* Supplied data *

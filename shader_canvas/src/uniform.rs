// SPDX-FileCopyrightText: 2021 Softbear, Inc.
// SPDX-License-Identifier: AGPL-3.0-or-later

use crate::error::UniformError;
use glam::{Vec2, Vec3, Vec4};
use linear_map::LinearMap;
use serde::Deserialize;
use std::cell::RefCell;
use std::fmt;
use std::rc::Rc;

/// GLSL type of a declared uniform.
#[derive(Copy, Clone, Debug, PartialEq, Eq, Hash, Deserialize)]
pub enum UniformType {
    /// `float`
    #[serde(rename = "float")]
    Float,
    /// `vec2`
    #[serde(rename = "vec2")]
    Vec2,
    /// `vec3`
    #[serde(rename = "vec3")]
    Vec3,
    /// `vec4`
    #[serde(rename = "vec4")]
    Vec4,
    /// `int`
    #[serde(rename = "int")]
    Int,
    /// `sampler2D`, set with [`Renderer::set_texture`][`crate::Renderer::set_texture`].
    #[serde(rename = "sampler2D", alias = "sampler2d")]
    Sampler2d,
}

impl UniformType {
    /// Number of numeric components, or [`None`] for samplers.
    pub fn component_count(self) -> Option<usize> {
        match self {
            Self::Float | Self::Int => Some(1),
            Self::Vec2 => Some(2),
            Self::Vec3 => Some(3),
            Self::Vec4 => Some(4),
            Self::Sampler2d => None,
        }
    }

    /// The value a freshly declared uniform starts with. Samplers have no value.
    pub fn default_value(self) -> Option<UniformValue> {
        Some(match self {
            Self::Float => UniformValue::Float(0.0),
            Self::Vec2 => UniformValue::Vec2(Vec2::ZERO),
            Self::Vec3 => UniformValue::Vec3(Vec3::ZERO),
            Self::Vec4 => UniformValue::Vec4(Vec4::ZERO),
            Self::Int => UniformValue::Int(0),
            Self::Sampler2d => return None,
        })
    }

    /// Returns true for `sampler2D`.
    pub fn is_sampler(self) -> bool {
        self == Self::Sampler2d
    }
}

impl fmt::Display for UniformType {
    fn fmt(&self, f: &mut fmt::Formatter<'_>) -> fmt::Result {
        f.write_str(match self {
            Self::Float => "float",
            Self::Vec2 => "vec2",
            Self::Vec3 => "vec3",
            Self::Vec4 => "vec4",
            Self::Int => "int",
            Self::Sampler2d => "sampler2D",
        })
    }
}

/// Current value of a numeric uniform.
#[derive(Copy, Clone, Debug, PartialEq)]
pub enum UniformValue {
    /// `float`
    Float(f32),
    /// `vec2`
    Vec2(Vec2),
    /// `vec3`
    Vec3(Vec3),
    /// `vec4`
    Vec4(Vec4),
    /// `int`
    Int(i32),
}

impl UniformValue {
    /// The [`UniformType`] this value can be written to.
    pub fn ty(&self) -> UniformType {
        match self {
            Self::Float(_) => UniformType::Float,
            Self::Vec2(_) => UniformType::Vec2,
            Self::Vec3(_) => UniformType::Vec3,
            Self::Vec4(_) => UniformType::Vec4,
            Self::Int(_) => UniformType::Int,
        }
    }

    /// Number of numeric components.
    pub fn component_count(&self) -> usize {
        match self {
            Self::Float(_) | Self::Int(_) => 1,
            Self::Vec2(_) => 2,
            Self::Vec3(_) => 3,
            Self::Vec4(_) => 4,
        }
    }

    /// Builds a value of type `ty` from loose components (e.g. a JavaScript array). Returns
    /// [`None`] if the component count doesn't match or `ty` is a sampler.
    pub fn from_components(ty: UniformType, components: &[f32]) -> Option<Self> {
        Some(match (ty, components) {
            (UniformType::Float, &[x]) => Self::Float(x),
            (UniformType::Int, &[x]) => Self::Int(x as i32),
            (UniformType::Vec2, &[x, y]) => Self::Vec2(Vec2::new(x, y)),
            (UniformType::Vec3, &[x, y, z]) => Self::Vec3(Vec3::new(x, y, z)),
            (UniformType::Vec4, &[x, y, z, w]) => Self::Vec4(Vec4::new(x, y, z, w)),
            _ => return None,
        })
    }
}

impl From<f32> for UniformValue {
    fn from(v: f32) -> Self {
        Self::Float(v)
    }
}

impl From<i32> for UniformValue {
    fn from(v: i32) -> Self {
        Self::Int(v)
    }
}

impl From<Vec2> for UniformValue {
    fn from(v: Vec2) -> Self {
        Self::Vec2(v)
    }
}

impl From<Vec3> for UniformValue {
    fn from(v: Vec3) -> Self {
        Self::Vec3(v)
    }
}

impl From<Vec4> for UniformValue {
    fn from(v: Vec4) -> Self {
        Self::Vec4(v)
    }
}

impl From<[f32; 2]> for UniformValue {
    fn from(v: [f32; 2]) -> Self {
        Self::Vec2(v.into())
    }
}

impl From<[f32; 3]> for UniformValue {
    fn from(v: [f32; 3]) -> Self {
        Self::Vec3(v.into())
    }
}

impl From<[f32; 4]> for UniformValue {
    fn from(v: [f32; 4]) -> Self {
        Self::Vec4(v.into())
    }
}

/// A declared uniform that resolved against the linked program.
#[derive(Debug)]
pub struct UniformSlot<L> {
    /// Declared type.
    pub ty: UniformType,
    /// Location in the program.
    pub location: L,
    /// Texture unit, only for samplers.
    pub unit: Option<u32>,
}

#[derive(Debug)]
struct UniformEntry {
    ty: UniformType,
    value: Option<UniformValue>,
}

/// Live uniform values, read once per frame. Write at any time. As cheap to clone as an [`Rc`],
/// and every clone refers to the same values.
#[derive(Clone, Default, Debug)]
pub struct Uniforms(Rc<RefCell<LinearMap<String, UniformEntry>>>);

impl Uniforms {
    /// Declares `name`, seeding it with [`UniformType::default_value`].
    pub(crate) fn declare(&self, name: &str, ty: UniformType) {
        self.0.borrow_mut().insert(
            name.to_owned(),
            UniformEntry {
                ty,
                value: ty.default_value(),
            },
        );
    }

    /// Sets a declared uniform. The value must have the declared type.
    pub fn set(&self, name: &str, value: impl Into<UniformValue>) -> Result<(), UniformError> {
        let value = value.into();
        let mut entries = self.0.borrow_mut();
        let entry = entries
            .get_mut(name)
            .ok_or_else(|| UniformError::Unknown(name.to_owned()))?;
        if entry.ty != value.ty() {
            return Err(UniformError::TypeMismatch {
                name: name.to_owned(),
                declared: entry.ty,
                given: value.ty(),
            });
        }
        entry.value = Some(value);
        Ok(())
    }

    /// Sets a `float` uniform.
    pub fn set_float(&self, name: &str, v: f32) -> Result<(), UniformError> {
        self.set(name, v)
    }

    /// Sets a `vec2` uniform.
    pub fn set_vec2(&self, name: &str, v: Vec2) -> Result<(), UniformError> {
        self.set(name, v)
    }

    /// Sets a `vec3` uniform.
    pub fn set_vec3(&self, name: &str, v: Vec3) -> Result<(), UniformError> {
        self.set(name, v)
    }

    /// Sets a `vec4` uniform.
    pub fn set_vec4(&self, name: &str, v: Vec4) -> Result<(), UniformError> {
        self.set(name, v)
    }

    /// Sets an `int` uniform.
    pub fn set_int(&self, name: &str, v: i32) -> Result<(), UniformError> {
        self.set(name, v)
    }

    /// Sets a declared uniform from loose components, checking them against the declared type.
    pub fn set_components(&self, name: &str, components: &[f32]) -> Result<(), UniformError> {
        let ty = self
            .declared_type(name)
            .ok_or_else(|| UniformError::Unknown(name.to_owned()))?;
        match UniformValue::from_components(ty, components) {
            Some(value) => self.set(name, value),
            None => Err(match components.len() {
                1 => mismatch(name, ty, UniformType::Float),
                2 => mismatch(name, ty, UniformType::Vec2),
                3 => mismatch(name, ty, UniformType::Vec3),
                4 => mismatch(name, ty, UniformType::Vec4),
                given => UniformError::ComponentCount {
                    name: name.to_owned(),
                    declared: ty,
                    given,
                },
            }),
        }
    }

    /// Unsets a uniform. The program keeps whatever value it was last given.
    pub fn clear(&self, name: &str) -> Result<(), UniformError> {
        self.0
            .borrow_mut()
            .get_mut(name)
            .map(|entry| entry.value = None)
            .ok_or_else(|| UniformError::Unknown(name.to_owned()))
    }

    /// Gets the current value of a uniform.
    pub fn get(&self, name: &str) -> Option<UniformValue> {
        self.0.borrow().get(name).and_then(|entry| entry.value)
    }

    /// Gets the declared type of a uniform.
    pub fn declared_type(&self, name: &str) -> Option<UniformType> {
        self.0.borrow().get(name).map(|entry| entry.ty)
    }

    /// Number of declared uniforms.
    pub fn len(&self) -> usize {
        self.0.borrow().len()
    }

    /// Returns true if no uniforms were declared.
    pub fn is_empty(&self) -> bool {
        self.0.borrow().is_empty()
    }
}

fn mismatch(name: &str, declared: UniformType, given: UniformType) -> UniformError {
    UniformError::TypeMismatch {
        name: name.to_owned(),
        declared,
        given,
    }
}

#[cfg(test)]
mod tests {
    use super::*;

    const ALL: [UniformType; 6] = [
        UniformType::Float,
        UniformType::Vec2,
        UniformType::Vec3,
        UniformType::Vec4,
        UniformType::Int,
        UniformType::Sampler2d,
    ];

    #[test]
    fn test_default_component_counts() {
        let counts: Vec<_> = ALL
            .iter()
            .map(|ty| ty.default_value().map(|v| v.component_count()))
            .collect();
        assert_eq!(counts, [Some(1), Some(2), Some(3), Some(4), Some(1), None]);

        for ty in ALL {
            assert_eq!(
                ty.default_value().map(|v| v.component_count()),
                ty.component_count()
            );
            if let Some(v) = ty.default_value() {
                assert_eq!(v.ty(), ty);
            }
        }
    }

    #[test]
    fn test_seeded_and_typed_writes() {
        let uniforms = Uniforms::default();
        uniforms.declare("u_mouse", UniformType::Vec2);
        uniforms.declare("u_image", UniformType::Sampler2d);

        assert_eq!(uniforms.get("u_mouse"), Some(UniformValue::Vec2(Vec2::ZERO)));
        assert_eq!(uniforms.get("u_image"), None);

        uniforms.set_vec2("u_mouse", Vec2::new(3.0, 4.0)).unwrap();
        assert_eq!(uniforms.get("u_mouse"), Some(UniformValue::Vec2(Vec2::new(3.0, 4.0))));

        assert_eq!(
            uniforms.set_float("u_mouse", 1.0),
            Err(UniformError::TypeMismatch {
                name: "u_mouse".into(),
                declared: UniformType::Vec2,
                given: UniformType::Float,
            })
        );
        // Rejected write leaves the old value.
        assert_eq!(uniforms.get("u_mouse"), Some(UniformValue::Vec2(Vec2::new(3.0, 4.0))));

        assert!(matches!(
            uniforms.set_float("u_image", 1.0),
            Err(UniformError::TypeMismatch { .. })
        ));
        assert_eq!(
            uniforms.set_int("u_nope", 1),
            Err(UniformError::Unknown("u_nope".into()))
        );
    }

    #[test]
    fn test_components() {
        let uniforms = Uniforms::default();
        uniforms.declare("u_color", UniformType::Vec3);
        uniforms.declare("u_count", UniformType::Int);

        uniforms.set_components("u_color", &[1.0, 0.5, 0.25]).unwrap();
        assert_eq!(
            uniforms.get("u_color"),
            Some(UniformValue::Vec3(Vec3::new(1.0, 0.5, 0.25)))
        );
        assert_eq!(
            uniforms.set_components("u_color", &[1.0]),
            Err(UniformError::TypeMismatch {
                name: "u_color".into(),
                declared: UniformType::Vec3,
                given: UniformType::Float,
            })
        );

        // No type has zero or five components.
        for len in [0, 5] {
            assert_eq!(
                uniforms.set_components("u_color", &vec![0.0; len]),
                Err(UniformError::ComponentCount {
                    name: "u_color".into(),
                    declared: UniformType::Vec3,
                    given: len,
                })
            );
        }
        assert_eq!(
            uniforms.get("u_color"),
            Some(UniformValue::Vec3(Vec3::new(1.0, 0.5, 0.25)))
        );

        uniforms.set_components("u_count", &[7.0]).unwrap();
        assert_eq!(uniforms.get("u_count"), Some(UniformValue::Int(7)));
    }

    #[test]
    fn test_clones_share_values() {
        let uniforms = Uniforms::default();
        uniforms.declare("u_hover", UniformType::Float);
        let handle = uniforms.clone();
        handle.set_float("u_hover", 0.5).unwrap();
        assert_eq!(uniforms.get("u_hover"), Some(UniformValue::Float(0.5)));

        uniforms.clear("u_hover").unwrap();
        assert_eq!(handle.get("u_hover"), None);
        assert_eq!(handle.len(), 1);
    }
}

* Problem statement *
In the material above, show every line where the word "unwrap" turns up.

* Solution to this problem *
        uniforms.set_vec2("u_mouse", Vec2::new(3.0, 4.0)).unwrap();
        uniforms.set_components("u_color", &[1.0, 0.5, 0.25]).unwrap();
        uniforms.set_components("u_count", &[7.0]).unwrap();
        handle.set_float("u_hover", 0.5).unwrap();
        uniforms.clear("u_hover").unwrap();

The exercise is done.